Health Care Ruling Creates Uncertainty for Shoe Industry

Health Care Ruling Creates Uncertainty for
Kevin Burke

While the U.S. Supreme Court may have settled the legal issues surrounding the Affordable Care Act, footwear industry watchers said uncertainty about the impact of the law continues.
 
In a 5-to-4 ruling, the court on Thursday ruled the law constitutional on the basis that Congress has the power to impose taxes, thereby preserving the controversial “individual mandate” aspect to the law, which will require most Americans to buy health insurance or pay a tax. Companies with more than 50 employees also will be required to offer health insurance or pay a penalty.

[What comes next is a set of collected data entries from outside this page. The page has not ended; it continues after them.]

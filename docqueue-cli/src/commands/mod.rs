//! CLI command implementations

pub mod export;
pub mod populate;
pub mod serve;

pub use export::ExportCommand;
pub use populate::PopulateCommand;
pub use serve::ServeCommand;

use anyhow::{Context, Result};
use console::{style, Emoji};
use docqueue::config::DocQueueConfig;
use docqueue::store::CouchStore;
use indicatif::{ProgressBar, ProgressStyle};
use std::future::Future;
use std::path::Path;
use std::time::Duration;

pub static SUCCESS: Emoji = Emoji("✓", "√");
pub static INFO: Emoji = Emoji("ℹ", "i");
static FAILURE: Emoji = Emoji("✗", "x");

/// Collection a command works on, plus the loaded configuration.
pub struct Target {
    pub config: DocQueueConfig,
}

impl Target {
    /// Load configuration and point it at `endpoint`/`collection`.
    pub fn load(path: Option<&Path>, endpoint: String, collection: String) -> Result<Self> {
        let mut config = match path {
            Some(path) => DocQueueConfig::load_from(path),
            None => DocQueueConfig::load(),
        }
        .context("failed to load configuration")?;
        config.store.endpoint = endpoint;
        config.store.collection = collection;
        Ok(Self { config })
    }

    /// HTTP store for the target collection.
    pub fn store(&self) -> Result<CouchStore> {
        let settings = &self.config.store;
        CouchStore::new(
            &settings.endpoint,
            &settings.collection,
            settings.connect_timeout(),
        )
        .with_context(|| format!("cannot reach collection at {}", settings.endpoint))
    }

    /// One-line description for headings.
    pub fn describe(&self) -> String {
        format!(
            "{}/{}",
            self.config.store.endpoint.trim_end_matches('/'),
            self.config.store.collection
        )
    }
}

fn spinner(message: impl Into<String>) -> ProgressBar {
    let bar = ProgressBar::new_spinner();
    bar.set_style(
        ProgressStyle::default_spinner()
            .template("{spinner:.cyan} {msg}")
            .unwrap_or_else(|_| ProgressStyle::default_spinner()),
    );
    bar.set_message(message.into());
    bar.enable_steady_tick(Duration::from_millis(100));
    bar
}

/// Await `work` behind a spinner. The spinner is gone before the caller
/// looks at the outcome, so errors print on a clean line.
pub async fn with_spinner<T: Send>(
    message: impl Into<String>,
    work: impl Future<Output = T> + Send,
) -> T {
    finish_after(&spinner(message), work).await
}

async fn finish_after<T: Send>(bar: &ProgressBar, work: impl Future<Output = T> + Send) -> T {
    let outcome = work.await;
    bar.finish_and_clear();
    outcome
}

pub fn print_error(error: &anyhow::Error) {
    eprintln!("{} {}", FAILURE, style(error).red().bold());
    for cause in error.chain().skip(1) {
        eprintln!("  {} {cause}", style("caused by:").dim());
    }
}
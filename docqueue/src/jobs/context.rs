//! Execution context handed to running jobs.

use super::JobId;
use chrono::{DateTime, Utc};
use serde::{Deserialize, Serialize};

/// Which worker loop completed a job.
///
/// Stored on the record as the array `[host, pid, loop_started_at]`.
#[derive(Debug, Clone, PartialEq, Eq, Serialize, Deserialize)]
#[serde(from = "(String, u32, DateTime<Utc>)", into = "(String, u32, DateTime<Utc>)")]
pub struct WorkerIdentity {
    /// Host name of the machine running the loop.
    pub host: String,
    /// Operating system process id.
    pub pid: u32,
    /// When the worker loop started.
    pub started_at: DateTime<Utc>,
}

impl WorkerIdentity {
    /// Identity of a loop starting now in this process.
    #[must_use]
    pub fn current() -> Self {
        Self {
            host: local_hostname(),
            pid: std::process::id(),
            started_at: Utc::now(),
        }
    }
}

impl From<(String, u32, DateTime<Utc>)> for WorkerIdentity {
    fn from((host, pid, started_at): (String, u32, DateTime<Utc>)) -> Self {
        Self {
            host,
            pid,
            started_at,
        }
    }
}

impl From<WorkerIdentity> for (String, u32, DateTime<Utc>) {
    fn from(worker: WorkerIdentity) -> Self {
        (worker.host, worker.pid, worker.started_at)
    }
}

/// Host name of this machine, or `"unknown"` if it cannot be read.
#[must_use]
pub fn local_hostname() -> String {
    hostname::get()
        .map(|name| name.to_string_lossy().into_owned())
        .unwrap_or_else(|_| "unknown".to_string())
}

/// Context available to [`Job::execute`](super::Job::execute).
#[derive(Debug, Clone)]
pub struct JobContext {
    /// Id of the record being executed.
    pub job_id: JobId,
    /// Run the record belongs to.
    pub run: String,
    /// Worker loop executing the job.
    pub worker: WorkerIdentity,
}

impl JobContext {
    /// Build a context.
    #[must_use]
    pub const fn new(job_id: JobId, run: String, worker: WorkerIdentity) -> Self {
        Self {
            job_id,
            run,
            worker,
        }
    }
}

#[cfg(test)]
mod tests {
    use super::*;
    use serde_json::json;

    #[test]
    fn test_worker_identity_is_an_array() {
        let started_at = DateTime::parse_from_rfc3339("2024-05-01T12:00:00Z")
            .unwrap()
            .with_timezone(&Utc);
        let worker = WorkerIdentity {
            host: "node-1".into(),
            pid: 4242,
            started_at,
        };
        let value = serde_json::to_value(&worker).unwrap();
        assert_eq!(value, json!(["node-1", 4242, "2024-05-01T12:00:00Z"]));
        assert_eq!(serde_json::from_value::<WorkerIdentity>(value).unwrap(), worker);
    }

    #[test]
    fn test_current_identity() {
        let worker = WorkerIdentity::current();
        assert_eq!(worker.pid, std::process::id());
        assert!(!worker.host.is_empty());
    }
}
//! Read-modify-write loop for writes that must win a version race.
//!
//! Used for idempotent bootstrap writes such as the index definition
//! document. The hot claim path never retries; see [`crate::jobs::claim`].

use crate::store::{Document, DocumentStore, Revision, StoreError, StoreResult};
use std::num::NonZeroU32;
use tracing::{debug, warn};

/// How long [`force_put`] keeps retrying.
#[derive(Debug, Clone, Copy, Default, PartialEq, Eq)]
pub struct RetryPolicy {
    /// Maximum number of write attempts. `None` retries until the write lands.
    pub max_attempts: Option<NonZeroU32>,
}

impl RetryPolicy {
    /// Retry until success.
    #[must_use]
    pub const fn unbounded() -> Self {
        Self { max_attempts: None }
    }

    /// Give up after `attempts` writes.
    #[must_use]
    pub const fn with_max_attempts(attempts: NonZeroU32) -> Self {
        Self {
            max_attempts: Some(attempts),
        }
    }

    fn allows(&self, attempts: u32) -> bool {
        self.max_attempts.is_none_or(|max| attempts < max.get())
    }
}

/// Write `doc` regardless of the revision currently stored.
///
/// On a version conflict the current revision is read back and copied onto
/// `doc` before trying again. The body of `doc` always wins.
///
/// # Errors
///
/// Returns [`StoreError::RetryExhausted`] when the policy's attempt ceiling is
/// reached, or the first non-conflict error reported by the store.
pub async fn force_put(
    store: &dyn DocumentStore,
    mut doc: Document,
    policy: RetryPolicy,
) -> StoreResult<Revision> {
    let mut attempts = 0_u32;
    loop {
        attempts += 1;
        match store.put(doc.clone()).await {
            Ok(rev) => {
                debug!(id = %doc.id, attempts, "forced write landed");
                return Ok(rev);
            }
            Err(StoreError::Conflict(id)) => {
                if !policy.allows(attempts) {
                    warn!(id = %id, attempts, "giving up on conflicting write");
                    return Err(StoreError::RetryExhausted { id, attempts });
                }
                doc.rev = match store.get(&id).await {
                    Ok(current) => current.rev,
                    Err(StoreError::NotFound(_)) => None,
                    Err(e) => return Err(e),
                };
                debug!(id = %id, attempts, rev = ?doc.rev, "write conflicted, retrying");
            }
            Err(e) => return Err(e),
        }
    }
}
//! Document store abstraction.
//!
//! The queue never talks to a database directly. Everything goes through
//! [`DocumentStore`], a small contract that any replicated document store with
//! per-document optimistic versioning and a range-queryable secondary index can
//! satisfy:
//!
//! - Every write presents the revision it expects to replace; a stale revision
//!   is rejected with [`StoreError::Conflict`] instead of overwriting.
//! - Bulk writes are evaluated per document and report one [`WriteOutcome`]
//!   per input, in input order.
//! - Index queries may lag behind writes. Callers must tolerate both missing
//!   and outdated matches.
//!
//! Two backends ship with the crate: [`MemoryStore`] for tests and local runs,
//! and [`CouchStore`] for `CouchDB` over HTTP.

mod couch;
mod index;
mod memory;
mod types;

pub use couch::CouchStore;
pub use index::IndexDefinition;
pub use memory::MemoryStore;
pub use types::{
    Document, IndexKey, IndexRow, KeyRange, Revision, WriteOutcome, MAX_ID_SENTINEL,
};

use async_trait::async_trait;
use std::sync::Arc;
use thiserror::Error;

/// Result type for store operations.
pub type StoreResult<T> = Result<T, StoreError>;

/// Errors reported by a store backend.
#[derive(Debug, Error)]
pub enum StoreError {
    /// The presented revision does not match the stored one.
    #[error("version conflict on document {0}")]
    Conflict(String),

    /// No document with this id exists.
    #[error("document not found: {0}")]
    NotFound(String),

    /// A conflict-retry loop gave up.
    #[error("gave up on document {id} after {attempts} conflicting writes")]
    RetryExhausted {
        /// Document id.
        id: String,
        /// Number of write attempts made.
        attempts: u32,
    },

    /// The request was rejected before reaching the store.
    #[error("invalid request: {0}")]
    InvalidRequest(String),

    /// HTTP transport error.
    #[error("http error: {0}")]
    Http(#[from] reqwest::Error),

    /// The store answered with something we could not interpret.
    #[error("unexpected response from store ({status}): {body}")]
    Unexpected {
        /// HTTP status code.
        status: u16,
        /// Response body.
        body: String,
    },

    /// Serialization error.
    #[error("serialization error: {0}")]
    Serialization(#[from] serde_json::Error),
}

/// Contract required of the underlying document store.
#[cfg_attr(test, mockall::automock)]
#[async_trait]
pub trait DocumentStore: Send + Sync {
    /// Write one document.
    ///
    /// `doc.rev` is the revision being replaced, `None` for a new document.
    ///
    /// # Errors
    ///
    /// Returns [`StoreError::Conflict`] when the revision is stale.
    async fn put(&self, doc: Document) -> StoreResult<Revision>;

    /// Read one document, including its current revision.
    ///
    /// # Errors
    ///
    /// Returns [`StoreError::NotFound`] when no such document exists.
    async fn get(&self, id: &str) -> StoreResult<Document>;

    /// Write many documents. Each is evaluated independently.
    ///
    /// # Errors
    ///
    /// Only transport-level failures are errors; per-document rejections are
    /// reported in the returned outcomes, one per input, in input order.
    async fn bulk_write(&self, docs: Vec<Document>) -> StoreResult<Vec<WriteOutcome>>;

    /// Query an index over the half-open `range`, returning at most `limit`
    /// rows ordered by key, each with its current document attached.
    ///
    /// # Errors
    ///
    /// Returns [`StoreError::NotFound`] when the index has not been defined.
    async fn query_index(
        &self,
        index: &IndexDefinition,
        range: &KeyRange,
        limit: usize,
    ) -> StoreResult<Vec<IndexRow>>;

    /// Return up to `limit` documents ordered by id, starting at `start_key`
    /// inclusive (or at the beginning of the keyspace).
    ///
    /// # Errors
    ///
    /// Returns an error if the store cannot be reached.
    async fn scan_all(&self, start_key: Option<String>, limit: usize)
        -> StoreResult<Vec<Document>>;
}

#[async_trait]
impl<S: DocumentStore + ?Sized> DocumentStore for Arc<S> {
    async fn put(&self, doc: Document) -> StoreResult<Revision> {
        (**self).put(doc).await
    }

    async fn get(&self, id: &str) -> StoreResult<Document> {
        (**self).get(id).await
    }

    async fn bulk_write(&self, docs: Vec<Document>) -> StoreResult<Vec<WriteOutcome>> {
        (**self).bulk_write(docs).await
    }

    async fn query_index(
        &self,
        index: &IndexDefinition,
        range: &KeyRange,
        limit: usize,
    ) -> StoreResult<Vec<IndexRow>> {
        (**self).query_index(index, range, limit).await
    }

    async fn scan_all(
        &self,
        start_key: Option<String>,
        limit: usize,
    ) -> StoreResult<Vec<Document>> {
        (**self).scan_all(start_key, limit).await
    }
}
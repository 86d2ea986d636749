//! Logging setup.
//!
//! Structured `tracing` output: pretty in debug builds, JSON in release
//! builds, filtered by `RUST_LOG` when set.

use tracing_subscriber::{layer::SubscriberExt, util::SubscriberInitExt, EnvFilter};

fn default_filter() -> EnvFilter {
    if cfg!(debug_assertions) {
        EnvFilter::new("debug,docqueue=trace")
    } else {
        EnvFilter::new("info")
    }
}

/// Install the global subscriber.
///
/// # Example
///
/// ```rust,no_run
/// # fn main() -> anyhow::Result<()> {
/// docqueue::observability::init()?;
/// tracing::info!("worker starting");
/// # Ok(())
/// # }
/// ```
///
/// # Errors
///
/// Returns an error if a global subscriber is already installed.
pub fn init() -> anyhow::Result<()> {
    let env_filter = EnvFilter::try_from_default_env().unwrap_or_else(|_| default_filter());

    #[cfg(debug_assertions)]
    tracing_subscriber::registry()
        .with(env_filter)
        .with(tracing_subscriber::fmt::layer().pretty())
        .try_init()?;

    #[cfg(not(debug_assertions))]
    tracing_subscriber::registry()
        .with(env_filter)
        .with(tracing_subscriber::fmt::layer().json())
        .try_init()?;

    Ok(())
}

#[cfg(test)]
mod tests {
    use super::*;

    #[test]
    fn test_second_init_fails() {
        init().ok();
        assert!(init().is_err());
    }
}
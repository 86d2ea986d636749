//! `docqueue export`

use super::{with_spinner, Target, INFO, SUCCESS};
use anyhow::{Context, Result};
use console::style;
use docqueue::export::{ExportOptions, Exporter, SqliteSink};
use std::path::PathBuf;

/// Export one run into a `SQLite` file.
pub struct ExportCommand {
    target: Target,
    outfile: PathBuf,
    run: String,
    scan_max: Option<usize>,
}

impl ExportCommand {
    pub const fn new(
        target: Target,
        outfile: PathBuf,
        run: String,
        scan_max: Option<usize>,
    ) -> Self {
        Self {
            target,
            outfile,
            run,
            scan_max,
        }
    }

    fn options(&self) -> ExportOptions {
        let options = ExportOptions::new(self.run.as_str())
            .with_table(self.target.config.export.table.as_str())
            .with_window(self.target.config.store.scan_window)
            .with_numeric_widening(self.target.config.export.widen_numbers);
        match self.scan_max {
            Some(max) => options.with_scan_max(max),
            None => options,
        }
    }

    /// Infer the schema and write every record of the run.
    ///
    /// # Errors
    ///
    /// Returns an error on a type ambiguity, an unreachable store, or a
    /// `SQLite` failure.
    pub async fn execute(&self) -> Result<()> {
        println!(
            "\n{} Exporting run {} to {}",
            INFO,
            style(&self.run).green(),
            style(self.outfile.display()).cyan()
        );

        let store = self.target.store()?;
        let mut sink = SqliteSink::open(&self.outfile)
            .await
            .with_context(|| format!("cannot open {}", self.outfile.display()))?;

        let exporter = Exporter::new(&store, self.options());
        let report = with_spinner("scanning collection", exporter.export(&mut sink))
            .await
            .context("export failed")?;

        for dropped in &report.dropped {
            println!(
                "  {} {} ({:?})",
                style("skipped").yellow(),
                dropped.name,
                dropped.reason
            );
        }
        println!(
            "{} {} rows, {} columns",
            SUCCESS,
            style(report.rows).bold(),
            report.columns.len()
        );
        Ok(())
    }
}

Under the law, businesses with 50 or more full-time employees that do not provide health insurance would be required to pay a $2,000 fee per employee.
 
“It will take a while to figure out what it all means and how much it will cost companies,” said Kevin Burke, president and CEO of the American Apparel & Footwear Association. “It’s going to take several days or a week to see what the impact is going to be. I can’t say for sure how all our members feel, but what concerns me is any issue that will increase the costs [of doing business for] our members.”
 
Matt Priest, president of the Footwear Distributors & Retailers of America, said that while the legality of the law has now been established, the political ramifications are far from certain. What’s unknown is how aggressive attempts by the Republicans will be to overturn the law, as well as how footwear companies will respond if the law remains in place.
 
Priest said that many companies — both inside and outside the footwear industry — will have to determine if it’s more cost effective for them to offer health care coverage or pay the penalty.
 
“A lot of companies are going to have to look at the cost-benefit analysis,” Priest said.
 
He added that the court’s decision is likely to reignite the debate over the law. “I really think, politically, this is going to heat up the conversation again,” Priest said. “Just because it’s deemed constitutional, I don’t think that will necessarily shift how much people like it.”
 
And that all will contribute to ambiguity about the future business climate post-2014, when the law will go into effect, said Priest.
 
“At the end of the day, [the business community] wants certainty,” he said. “When you take that away, that creates challenges in planning for everyone. And that’s never good. Those uncertainties will continue to impact footwear companies, particularly smaller companies and retailers.”